On or about March 14, 2011, after Rite Aid and the Union were unable to reach a collective bargaining agreement, the Union called an economic strike at six of Rite Aid’s stores.1 Since about March 14, 2011, striking employees have been picketing and handbilling at these six Rite Aid stores.

On March 17, 2011, Rite Aid sought state court injunctions prohibiting the strikers from entering private property— including the store entrances and parking lots — at five of the stores where Rite Aid controls the outdoor spaces.2 Rite Aid filed three lawsuits, one in each of Lake, Lorain, and Cuyahoga Counties, against the Union, its officers, and other John Doe defendants.3 The lawsuits seek to enjoin defendants from trespassory picketing and handbilling, blocking of ingress and egress, and making intimidating and harassing comments at Rite Aid’s stores.

On April 15, 2011, the Lake County Court of Common Pleas issued a preliminary injunction ordering: (1) no picketing and handbilling within 25 feet of the buildings housing Rite Aid’s stores within Lake County; (2) no more than two employee pickets permitted to picket and handbill between Rite Aid’s property lines and 25 feet from its buildings; (3) no trespassing by non-employee union members; (4) no blocking of ingress and egress to Rite Aid’s stores; and (5) no directing intimidating and harassing comments to Rite Aid’s employees, customers, and suppliers.

*693On March 18, 2011, the Lorain County Court of Common Pleas entered a temporary restraining order as requested by Rite Aid, enjoining defendants from trespassory picketing and handbilling, blocking of ingress and egress, and making intimidating and harassing comments at Rite Aid’s stores in Lorain County. On April 15, 2011, the Lorain County court conducted a hearing on Rite Aid’s motion for a Preliminary Injunction. On May 17, 2011, the Magistrate Judge issued a Report and Recommendation recommending that a Preliminary Injunction issue as requested by Rite Aid, which would prevent the same conduct as enjoined by the TRO.

The Cuyahoga County Court of Common Pleas declined Rite Aid’s request for a TRO but scheduled a hearing on its request for a preliminary injunction. The hearing took place on April 14, 2011. The Cuyahoga Court of Common Pleas has yet to issue a decision as to the requested injunctive relief.

On June 13, 2011, petitioner issued an unfair labor practice complaint (Complaint or NLRB Complaint) alleging that Rite Aid violated Section 8(a)(1) of the Act by denying off-duty striking employees access to the outside premises of the stores where they are employed to picket and handbill.
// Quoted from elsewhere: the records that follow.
impl Controller {
    async fn run(
        mut self,
        mut commands: mpsc::UnboundedReceiver<Command>,
        mut signals: mpsc::UnboundedReceiver<Signal>,
    ) {
        loop {
            tokio::select! {
                biased;
                Some(signal) = signals.recv() => self.handle_signal(signal),
                command = commands.recv() => match command {
                    Some(command) => self.handle_command(command),
                    None => break,
                },
            }
        }

        tracing::debug!("All handles dropped, shutting down");
        self.heartbeat.stop();
        self.reconnect.cancel();
        self.release_connection();
        self.set_state(ConnectionState::Closed);
    }

    fn handle_command(&mut self, command: Command) {
        match command {
            Command::Connect { reply } => {
                let _ = reply.send(self.connect());
            }
            Command::Close => self.close(),
            Command::Reconnect => self.force_reconnect(),
            Command::Send(frame) => {
                if let Err(frame) = self.try_transmit(frame) {
                    self.buffer(frame);
                }
            }
            Command::Subscribe { id, subscriber } => {
                tracing::debug!(
                    subscriber = %id,
                    message_type = ?subscriber.message_type(),
                    "Subscriber added"
                );
                self.subscribers.insert(id, subscriber);
            }
            Command::Unsubscribe { id, reply } => {
                let removed = self.subscribers.remove(id);
                tracing::debug!(subscriber = %id, removed, "Unsubscribe");
                let _ = reply.send(removed);
            }
            Command::ReadyState { reply } => {
                let ready = self
                    .connection
                    .as_ref()
                    .map(|connection| connection.transport.ready_state());
                let _ = reply.send(ready);
            }
        }
    }

    fn handle_signal(&mut self, signal: Signal) {
        match signal {
            Signal::Transport { connection, event } => {
                if self.connection.as_ref().map(|c| c.id) != Some(connection) {
                    tracing::trace!(
                        connection = %connection,
                        ?event,
                        "Ignoring event from released transport"
                    );
                    return;
                }
                match event {
                    TransportEvent::Open => self.on_open(connection),
                    TransportEvent::Message(frame) => self.on_frame(frame),
                    TransportEvent::Error(reason) => self.on_error(connection, reason),
                    TransportEvent::Close(info) => self.on_close(connection, info),
                }
            }
            Signal::HeartbeatDue(id) => {
                if self.heartbeat.on_send_due(id, &mut self.scheduler) {
                    tracing::trace!("Sending ping");
                    self.send_heartbeat(HeartbeatMessage::ping());
                }
            }
            Signal::HeartbeatExpired(id) => self.on_heartbeat_expired(id),
            Signal::ReconnectDue(id) => {
                if !self.reconnect.release(id) {
                    return;
                }
                tracing::info!(attempt = self.reconnect.attempts(), "Reconnect attempt starting");
                if let Err(e) = self.open_connection() {
                    tracing::debug!(error = %e, "Reconnect attempt could not start");
                }
            }
        }
    }

    fn connect(&mut self) -> Result<()> {
        if matches!(
            self.state,
            ConnectionState::Connecting | ConnectionState::Open
        ) {
            tracing::debug!(state = ?self.state, "Already connecting or connected");
            return Ok(());
        }
        if self.reconnect.cancel() {
            tracing::debug!("Pending reconnect superseded by connect()");
        }
        self.open_connection()
    }

    /// Construct a transport for a new attempt
    fn open_connection(&mut self) -> Result<()> {
        self.release_connection();

        self.last_connection += 1;
        let id = ConnectionId(self.last_connection);
        let sink = EventSink::new(id, self.scheduler.signals());

        match self.factory.open(&self.url, sink) {
            Ok(transport) => {
                tracing::debug!(connection = %id, "Transport constructed");
                self.connection = Some(Connection { id, transport });
                self.set_state(ConnectionState::Connecting);
                self.emit(ConnectionEvent::Connecting { connection: id });
                Ok(())
            }
            Err(e) => {
                tracing::error!(connection = %id, error = %e, "Failed to construct transport");
                if let Some(ref m) = self.metrics {
                    m.record_error("construction");
                }
                self.emit(ConnectionEvent::Error {
                    reason: e.to_string(),
                });
                self.set_state(ConnectionState::Idle);
                Err(e)
            }
        }
    }

    fn close(&mut self) {
        tracing::info!("Closing connection");
        self.heartbeat.stop();
        self.reconnect.cancel();
        self.pending.clear();
        self.subscribers.clear();
        let had_connection = self.release_connection();
        self.set_state(ConnectionState::Closed);
        if had_connection {
            self.emit(ConnectionEvent::Closed { info: None });
        }
    }

    fn force_reconnect(&mut self) {
        match self.state {
            ConnectionState::Idle | ConnectionState::Closed => {
                tracing::debug!(state = ?self.state, "Nothing to reconnect");
            }
            _ => {
                tracing::info!("Reconnect requested");
                self.connection_lost();
            }
        }
    }

    fn on_open(&mut self, connection: ConnectionId) {
        if self.state == ConnectionState::Open {
            return;
        }

        let reconnected = self.reconnect.attempts() > 0;
        self.reconnect.reset(self.strategy.as_mut());
        self.set_state(ConnectionState::Open);
        tracing::info!(connection = %connection, reconnected, "Connection opened");
        if reconnected {
            if let Some(ref m) = self.metrics {
                m.record_reconnection_success();
            }
        }

        if self.config.heartbeat_enabled {
            self.heartbeat.arm(&mut self.scheduler);
        }
        self.flush();
        self.emit(ConnectionEvent::Opened { connection });
    }

    fn on_frame(&mut self, frame: Frame) {
        let message = self.codec.decode(frame);
        if let Some(ref m) = self.metrics {
            m.record_message(message.event().unwrap_or("raw"));
        }

        match message.event() {
            Some(PING_EVENT) => {
                tracing::trace!("Ping received, answering");
                self.send_heartbeat(HeartbeatMessage::pong());
            }
            Some(PONG_EVENT) => {
                if self.config.heartbeat_enabled && self.state == ConnectionState::Open {
                    if !self.heartbeat.awaiting_pong() {
                        tracing::trace!("Unsolicited pong");
                    }
                    self.heartbeat.on_pong(&mut self.scheduler);
                }
            }
            event => {
                let delivered = self.subscribers.dispatch(&message);
                tracing::trace!(event = ?event, delivered, "Message dispatched");
            }
        }
    }

    fn on_error(&mut self, connection: ConnectionId, reason: String) {
        tracing::warn!(connection = %connection, error = %reason, "Transport error");
        if let Some(ref m) = self.metrics {
            m.record_error("transport");
        }
        self.emit(ConnectionEvent::Error { reason });
        self.connection_lost();
    }

    fn on_close(&mut self, connection: ConnectionId, info: Option<CloseInfo>) {
        tracing::info!(
            connection = %connection,
            code = info.as_ref().map(|i| i.code),
            "Connection closed by peer"
        );
        self.emit(ConnectionEvent::Closed { info });
        self.connection_lost();
    }

    fn on_heartbeat_expired(&mut self, id: TimerId) {
        if !self.heartbeat.on_ack_expired(id) {
            return;
        }
        tracing::warn!(
            timeout_ms = self.config.heartbeat_timeout.as_millis() as u64,
            "No pong received, connection presumed dead"
        );
        if let Some(ref m) = self.metrics {
            m.record_heartbeat_timeout();
        }
        self.emit(ConnectionEvent::HeartbeatTimeout);
        self.connection_lost();
    }

    /// Drop the transport and go through the reconnect path
    fn connection_lost(&mut self) {
        if self.heartbeat.is_armed() {
            tracing::trace!("Stopping heartbeat");
        }
        self.heartbeat.stop();
        self.release_connection();
        self.set_state(ConnectionState::Reconnecting);
        self.schedule_reconnect();
    }

    fn schedule_reconnect(&mut self) {
        match self
            .reconnect
            .schedule(self.strategy.as_mut(), &mut self.scheduler)
        {
            ReconnectPlan::AlreadyPending => {
                tracing::debug!("Reconnect already pending");
            }
            ReconnectPlan::Exhausted { attempts } => {
                tracing::warn!(attempts, "Reconnection attempts exhausted");
                if let Some(ref m) = self.metrics {
                    m.record_reconnection_exhausted();
                }
                self.emit(ConnectionEvent::ReconnectExhausted { attempts });
            }
            ReconnectPlan::Scheduled { attempt, delay } => {
                tracing::info!(attempt, delay_ms = delay.as_millis() as u64, "Reconnecting");
                if let Some(ref m) = self.metrics {
                    m.record_reconnection_attempt();
                }
                self.emit(ConnectionEvent::Reconnecting { attempt, delay });
            }
        }
    }

    /// Close and forget the current transport
    ///
    /// Its sink is now stale, so anything it still reports is ignored.
    fn release_connection(&mut self) -> bool {
        match self.connection.take() {
            Some(connection) => {
                tracing::debug!(connection = %connection.id, "Releasing transport");
                connection.transport.close();
                true
            }
            None => false,
        }
    }

    /// Hand a frame to the open transport, or give it back
    fn try_transmit(&self, frame: Frame) -> std::result::Result<(), Frame> {
        if self.state != ConnectionState::Open {
            return Err(frame);
        }
        let Some(connection) = self.connection.as_ref() else {
            return Err(frame);
        };
        if connection.transport.ready_state() != ReadyState::Open {
            return Err(frame);
        }

        match connection.transport.send(frame.clone()) {
            Ok(()) => {
                if let Some(ref m) = self.metrics {
                    m.record_frame_sent();
                }
                Ok(())
            }
            Err(e) => {
                tracing::warn!(connection = %connection.id, error = %e, "Transport refused frame");
                if let Some(ref m) = self.metrics {
                    m.record_error("send");
                }
                Err(frame)
            }
        }
    }

    fn buffer(&mut self, frame: Frame) {
        let len = frame.len();
        if self.pending.push(frame) {
            tracing::trace!(bytes = len, pending = self.pending.len(), "Frame buffered");
            if let Some(ref m) = self.metrics {
                m.record_frame_buffered();
            }
        } else {
            tracing::trace!(bytes = len, "Identical frame already pending");
        }
    }

    fn flush(&mut self) {
        if self.pending.is_empty() {
            return;
        }
        let frames = self.pending.drain();
        tracing::debug!(count = frames.len(), "Flushing pending frames");
        for frame in frames {
            if let Err(frame) = self.try_transmit(frame) {
                self.buffer(frame);
            }
        }
    }

    /// Heartbeat frames are never buffered
    fn send_heartbeat(&mut self, message: HeartbeatMessage) {
        let frame = serde_json::to_value(&message)
            .ok()
            .and_then(|value| self.codec.encode(value).into_frame());
        match frame {
            Some(frame) => {
                if self.try_transmit(frame).is_err() {
                    tracing::debug!(
                        event = %message.event,
                        "Heartbeat frame dropped, connection not open"
                    );
                }
            }
            None => {
                tracing::warn!(event = %message.event, "Heartbeat could not be encoded");
            }
        }
    }

    fn set_state(&mut self, state: ConnectionState) {
        if self.state == state {
            return;
        }
        tracing::debug!(from = ?self.state, to = ?state, "State change");
        self.state = state;
        self.state_tx.send_replace(state);
        if let Some(ref m) = self.metrics {
            m.update_connection_state(state);
        }
    }

    fn emit(&self, event: ConnectionEvent) {
        // No listeners is fine
        let _ = self.events_tx.send(event);
    }
}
On or about June 14, 2011, petitioner sent a letter to Rite Aid stating that, as a result of the issuance of the NLRB Complaint, the state court actions filed by Rite Aid were preempted until such time as the Board holds that store employees did not have the right to engage in picketing and handbilling activities on store premises. The letter further advised Rite Aid that Rite Aid could not actively pursue the state court actions, and had seven days to seek a stay of the actions, to the extent the actions would preclude employees from engaging in lawful picketing and handbilling on the outside premises of the stores where they are employed. The letter advised that if Rite Aid did not comply with the letter’s request, Rite Aid might be subject to additional liability under Section 8(a)(1) of the Act.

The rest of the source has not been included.